In American cuisine, the French dip sandwich, also known as a beef dip, is a hot sandwich consisting of thinly sliced roast beef (or, sometimes, other meats) on a “French roll” or baguette. It is usually served au jus (“with juice”), that is, with beef juice from the cooking process. Beef broth or beef consommé is sometimes substituted. Despite the name, this American specialty is almost completely unknown in France, the name seeming to refer to the style of bread rather than an alleged French origin.
Although the sandwich is most commonly served with a cup of jus or broth on the side of the plate, into which the sandwich is dipped as it is eaten, this is not how the sandwich was served when it was invented.
Two Los Angeles restaurants have claimed to be the birthplace of the French dip sandwich: Cole’s Pacific Electric Buffet and Philippe The Original. Philippe’s website describes the dish as a “specialty of the house”, and the words “Home Of The Original French Dip Sandwich” are present in the restaurant’s logo. At both of these restaurants, the roll is dipped in the hot beef juices before the sandwich is assembled, and is served “wet”. The sandwich can also be requested “double dipped” at either establishment. Philippe’s own brand of spicy mustard is traditionally used by patrons to complement the sandwich.
This controversy over who originated the sandwich remains unresolved. Both restaurants were established in 1908. However, Cole’s claims to have originated the sandwich shortly after the restaurant opened in 1908, while Philippe’s claims that owner Philippe Mathieu invented it in 1918.
The story of the sandwich’s invention by Philippe’s has several variants: some sources say that the sandwich was first created by a cook or a server who, while preparing a sandwich for a police officer or fireman, accidentally dropped it into a pan of meat drippings.
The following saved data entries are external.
//! Reusable form field validators
//!
//! Validators run on a field's cleaned value after its kind-specific checks.
//! Each returns the message added to the field's errors when it fails. Values
//! of a type the validator does not understand pass through untouched.

use regex::Regex;
use serde_json::Value;

/// Validator: number must be positive
pub fn positive() -> impl Fn(&str, &Value) -> Result<(), String> + Send + Sync + Clone {
    |_: &str, value: &Value| match value.as_f64() {
        Some(num) if num <= 0.0 => Err("Ensure this value is greater than 0.".to_string()),
        _ => Ok(()),
    }
}

/// Validator: number must not exceed `max`
pub fn max_value(max: f64) -> impl Fn(&str, &Value) -> Result<(), String> + Send + Sync + Clone {
    move |_: &str, value: &Value| match value.as_f64() {
        Some(num) if num > max => Err(format!(
            "Ensure this value is less than or equal to {}.",
            max
        )),
        _ => Ok(()),
    }
}

/// Validator: string length must be within range (in characters)
pub fn string_length(
    min: usize,
    max: usize,
) -> impl Fn(&str, &Value) -> Result<(), String> + Send + Sync + Clone {
    move |_: &str, value: &Value| {
        let Some(s) = value.as_str() else {
            return Ok(());
        };
        let len = s.chars().count();
        if len < min {
            Err(format!(
                "Ensure this value has at least {} characters (it has {}).",
                min, len
            ))
        } else if len > max {
            Err(format!(
                "Ensure this value has at most {} characters (it has {}).",
                max, len
            ))
        } else {
            Ok(())
        }
    }
}

/// Validator: string must match `pattern`
///
/// An invalid pattern rejects every string, naming the field.
pub fn matches(pattern: &str) -> impl Fn(&str, &Value) -> Result<(), String> + Send + Sync + Clone {
    let regex = Regex::new(pattern).ok();
    move |field: &str, value: &Value| {
        let Some(s) = value.as_str() else {
            return Ok(());
        };
        match &regex {
            Some(regex) if regex.is_match(s) => Ok(()),
            Some(_) => Err("Enter a valid value.".to_string()),
            None => Err(format!("'{}' has an invalid pattern", field)),
        }
    }
}

#[cfg(test)]
mod tests {
    use super::*;
    use serde_json::json;

    // === positive() ===

    #[test]
    fn test_positive_negative_number_returns_error() {
        let v = positive();
        let result = v("price", &json!(-5.0));
        assert!(result.is_err());
        assert!(result.unwrap_err().contains("greater than 0"));
    }

    #[test]
    fn test_positive_zero_returns_error() {
        let v = positive();
        assert!(v("price", &json!(0)).is_err());
    }

    #[test]
    fn test_positive_non_number_passthrough() {
        let v = positive();
        assert!(v("name", &json!("hello")).is_ok());
        assert!(v("price", &json!(42.5)).is_ok());
    }

    // === max_value() ===

    #[test]
    fn test_max_value_over_returns_error() {
        let v = max_value(100.0);
        let result = v("score", &json!(101.0));
        assert!(result.unwrap_err().contains("less than or equal to 100"));
        assert!(v("score", &json!(100.0)).is_ok());
        assert!(v("name", &json!("hello")).is_ok());
    }

    // === string_length() ===

    #[test]
    fn test_string_length_bounds() {
        let v = string_length(3, 5);
        assert!(
            v("name", &json!("ab"))
                .unwrap_err()
                .contains("at least 3 characters (it has 2)")
        );
        assert!(
            v("name", &json!("abcdef"))
                .unwrap_err()
                .contains("at most 5 characters (it has 6)")
        );
        assert!(v("name", &json!("abc")).is_ok());
        assert!(v("name", &json!("abcde")).is_ok());
        assert!(v("age", &json!(42)).is_ok());
    }

    #[test]
    fn test_string_length_counts_characters() {
        let v = string_length(1, 3);
        assert!(v("name", &json!("été")).is_ok());
    }

    // === matches() ===

    #[test]
    fn test_matches() {
        let v = matches(r"^[a-z]+$");
        assert!(v("slug", &json!("sample")).is_ok());
        assert!(v("slug", &json!("Sample 1")).is_err());
        assert!(v("slug", &json!(1)).is_ok());
    }

    #[test]
    fn test_matches_invalid_pattern() {
        let v = matches(r"(unclosed");
        assert!(v("slug", &json!("x")).unwrap_err().contains("slug"));
    }
}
The patron liked it, and the dish surged in popularity shortly after its invention. Other accounts say that a customer who didn’t want some meat drippings to go to waste requested his sandwich be dipped in them. Still others say that a chef dipped a sandwich into a pan of meat drippings after a customer complained that the bread was stale. Cole’s account states that the sandwich was invented by a sympathetic chef, Jack Garlinghouse, for a customer who was complaining of sore gums. Some accounts tell Philippe’s version of events, but assign the location to Cole’s. The mystery of the sandwich’s invention might not be solved due to a lack of information and observable evidence.
The French dip is now served at a number of restaurant chains including fast food, diners, and standard restaurants.
- 2 cups beef stock
- 1 medium onion, sliced
- 2 cloves garlic, smashed
- 2 tablespoons Worcestershire sauce
- 1 tablespoon flour
- 700 g beef brisket or beef roast, trimmed
- salt & black pepper, to taste
- 3 tablespoons olive oil
- 2 tablespoons red wine vinegar
- 4 cups mixed greens ( 5 - 6 cups)
- 1 large baguette—cut into 4 pieces, split horizontally, and lightly toasted
- In a 4- to 6-litre slow cooker, combine the stock, onion, garlic, Worcestershire, and flour. Season the brisket (or roast) with ½ teaspoon salt and ¼ teaspoon pepper and place in the slow cooker. Cover and cook until very tender, on low for 7 to 8 hours or on high for 4 to 5 hours (this will shorten total recipe time).
- Ten minutes before serving, transfer the brisket to a cutting board and thinly slice against the grain. Strain the cooking liquid into a small saucepan and reserve the onions. Boil the cooking liquid until reduced to 1½ cups, 5 to 7 minutes.
- In a large bowl, whisk together the oil, vinegar, and ¼ teaspoon each salt & pepper. Add the salad greens and toss to combine.
- Dividing evenly, form sandwiches with the baguette, sliced beef, and reserved onions. Serve with the cooking liquid, for dipping, and the salad.